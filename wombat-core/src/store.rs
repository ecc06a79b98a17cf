use std::collections::HashMap;
use std::fs;
use std::path::{Path, PathBuf};

use serde::{Deserialize, Serialize};

use crate::building::BuildingReplacement;
use crate::catalog::{Catalog, CatalogItem};

const DEFAULT_MODELS: &str = include_str!("../defaults/models-catalog.json");
const DEFAULT_FLATS: &str = include_str!("../defaults/flats-catalog.json");
const DEFAULT_BUILDINGS: &str = include_str!("../defaults/buildings-catalog.json");

pub const MODELS_CATALOG_FILE: &str = "models-catalog.json";
pub const FLATS_CATALOG_FILE: &str = "flats-catalog.json";
pub const BUILDINGS_CATALOG_FILE: &str = "buildings-catalog.json";
pub const BUILDINGS_TEMPLATES_FILE: &str = "buildings-templates.json";

#[derive(Debug, Clone, Copy, PartialEq, Eq)]
pub enum CatalogDomain {
    Models,
    Flats,
    Buildings,
}

/// Shareable buildings file: the item list together with the replacement
/// templates the items refer to.
#[derive(Serialize, Deserialize)]
struct BuildingsExport {
    #[serde(rename = "_list")]
    list: Vec<CatalogItem>,
    #[serde(default)]
    templates: HashMap<String, BuildingReplacement>,
}

/// The three persisted catalogs of one project, rooted at a settings
/// directory, plus the buildings template map.
///
/// Construct it where the session starts and pass it around; the backing
/// file paths are fixed at construction.
pub struct CatalogStore {
    settings_dir: PathBuf,
    pub models: Catalog,
    pub flats: Catalog,
    pub buildings: Catalog,
    templates: HashMap<String, BuildingReplacement>,
}

impl CatalogStore {
    /// A store rooted directly at `settings_dir`.
    pub fn new(settings_dir: impl AsRef<Path>) -> Self {
        let dir = settings_dir.as_ref();
        Self {
            models: Catalog::new(dir.join(MODELS_CATALOG_FILE), DEFAULT_MODELS),
            flats: Catalog::new(dir.join(FLATS_CATALOG_FILE), DEFAULT_FLATS),
            buildings: Catalog::new(dir.join(BUILDINGS_CATALOG_FILE), DEFAULT_BUILDINGS),
            templates: HashMap::new(),
            settings_dir: dir.to_path_buf(),
        }
    }

    /// A store at the conventional settings location inside a project:
    /// `<project>/Editor/Settings/Wombat/`.
    pub fn in_project(project_root: impl AsRef<Path>) -> Self {
        Self::new(project_root.as_ref().join("Editor/Settings/Wombat"))
    }

    /// Loads all three catalogs and the template map. Missing or corrupt
    /// files degrade to defaults (catalogs) or empty (templates).
    pub fn load_all(&mut self) {
        self.models.load();
        self.flats.load();
        self.buildings.load();
        self.load_templates();
    }

    pub fn catalog(&self, domain: CatalogDomain) -> &Catalog {
        match domain {
            CatalogDomain::Models => &self.models,
            CatalogDomain::Flats => &self.flats,
            CatalogDomain::Buildings => &self.buildings,
        }
    }

    pub fn catalog_mut(&mut self, domain: CatalogDomain) -> &mut Catalog {
        match domain {
            CatalogDomain::Models => &mut self.models,
            CatalogDomain::Flats => &mut self.flats,
            CatalogDomain::Buildings => &mut self.buildings,
        }
    }

    pub fn template(&self, id: &str) -> Option<&BuildingReplacement> {
        self.templates.get(id)
    }

    pub fn templates(&self) -> &HashMap<String, BuildingReplacement> {
        &self.templates
    }

    pub fn set_template(
        &mut self,
        id: impl Into<String>,
        template: BuildingReplacement,
    ) -> anyhow::Result<()> {
        self.templates.insert(id.into(), template);
        self.save_templates()
    }

    pub fn remove_template(&mut self, id: &str) -> anyhow::Result<()> {
        self.templates.remove(id);
        self.save_templates()
    }

    fn templates_path(&self) -> PathBuf {
        self.settings_dir.join(BUILDINGS_TEMPLATES_FILE)
    }

    fn load_templates(&mut self) {
        let path = self.templates_path();
        match fs::read_to_string(&path) {
            Ok(data) => match serde_json::from_str(&data) {
                Ok(templates) => self.templates = templates,
                Err(e) => {
                    log::warn!("Template file {} is corrupt ({}), starting empty", path.display(), e);
                    self.templates = HashMap::new();
                }
            },
            Err(e) if e.kind() == std::io::ErrorKind::NotFound => {
                self.templates = HashMap::new();
            }
            Err(e) => {
                log::warn!("Failed to read template file {}: {}", path.display(), e);
                self.templates = HashMap::new();
            }
        }
    }

    fn save_templates(&self) -> anyhow::Result<()> {
        let path = self.templates_path();
        if let Some(parent) = path.parent() {
            fs::create_dir_all(parent)?;
        }
        let json = serde_json::to_string_pretty(&self.templates)?;
        fs::write(&path, json)?;
        Ok(())
    }

    /// Writes the buildings catalog and its templates as one shareable file.
    pub fn export_buildings(&self, path: impl AsRef<Path>) -> anyhow::Result<()> {
        if let Some(parent) = path.as_ref().parent() {
            fs::create_dir_all(parent)?;
        }
        let export = BuildingsExport {
            list: self.buildings.list().to_vec(),
            templates: self.templates.clone(),
        };
        let json = serde_json::to_string_pretty(&export)?;
        fs::write(path.as_ref(), json)?;
        Ok(())
    }

    /// Imports a shareable buildings file: items merge into the catalog
    /// (incoming wins on id collision), templates overwrite by id.
    pub fn import_buildings(&mut self, path: impl AsRef<Path>) -> anyhow::Result<()> {
        let data = fs::read_to_string(path.as_ref())?;
        let import: BuildingsExport = serde_json::from_str(&data)?;
        self.buildings.merge(import.list)?;
        self.templates.extend(import.templates);
        self.save_templates()
    }

    pub fn settings_dir(&self) -> &Path {
        &self.settings_dir
    }
}

#[cfg(test)]
mod tests {
    use super::*;
    use tempfile::TempDir;

    #[test]
    fn first_load_seeds_bundled_defaults() {
        let dir = TempDir::new().unwrap();
        let mut store = CatalogStore::new(dir.path());
        store.load_all();

        assert!(!store.models.list().is_empty());
        assert!(!store.flats.list().is_empty());
        assert!(!store.buildings.list().is_empty());
        assert!(dir.path().join(MODELS_CATALOG_FILE).exists());
        assert!(dir.path().join(FLATS_CATALOG_FILE).exists());
        assert!(dir.path().join(BUILDINGS_CATALOG_FILE).exists());
        assert!(store.templates().is_empty());
    }

    #[test]
    fn in_project_uses_the_settings_convention() {
        let dir = TempDir::new().unwrap();
        let store = CatalogStore::in_project(dir.path());
        assert_eq!(
            store.settings_dir(),
            dir.path().join("Editor/Settings/Wombat")
        );
    }

    #[test]
    fn templates_persist_across_stores() {
        let dir = TempDir::new().unwrap();
        {
            let mut store = CatalogStore::new(dir.path());
            store.load_all();
            store
                .set_template("0801", BuildingReplacement {
                    faction_id: 40,
                    quality: 12,
                    building_type: 15,
                    name_seed: 1,
                    rmb_sub_record: serde_json::Value::Null,
                })
                .unwrap();
        }

        let mut store = CatalogStore::new(dir.path());
        store.load_all();
        assert_eq!(store.template("0801").unwrap().faction_id, 40);
    }

    #[test]
    fn buildings_export_import_round_trip() {
        let source_dir = TempDir::new().unwrap();
        let target_dir = TempDir::new().unwrap();
        let file = source_dir.path().join("shared-buildings.json");

        let mut source = CatalogStore::new(source_dir.path().join("settings"));
        source.load_all();
        source
            .buildings
            .add(CatalogItem::with_category("9901", "Custom tower", "Custom", ""))
            .unwrap();
        source
            .set_template("9901", BuildingReplacement {
                faction_id: 1,
                quality: 5,
                building_type: 0,
                name_seed: 9,
                rmb_sub_record: serde_json::json!({"XPos": 0}),
            })
            .unwrap();
        source.export_buildings(&file).unwrap();

        let mut target = CatalogStore::new(target_dir.path());
        target.load_all();
        target.import_buildings(&file).unwrap();

        assert_eq!(target.buildings.get("9901").unwrap().label, "Custom tower");
        assert_eq!(target.template("9901").unwrap().quality, 5);
    }
}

What is being asked: Above are the records; from them, give again exactly the lines from the one containing "pub const MODELS_CATALOG_FILE: &str" to the one containing "pub enum CatalogDomain", both lines included, and nothing more.

Output:
pub const MODELS_CATALOG_FILE: &str = "models-catalog.json";
pub const FLATS_CATALOG_FILE: &str = "flats-catalog.json";
pub const BUILDINGS_CATALOG_FILE: &str = "buildings-catalog.json";
pub const BUILDINGS_TEMPLATES_FILE: &str = "buildings-templates.json";

#[derive(Debug, Clone, Copy, PartialEq, Eq)]
pub enum CatalogDomain {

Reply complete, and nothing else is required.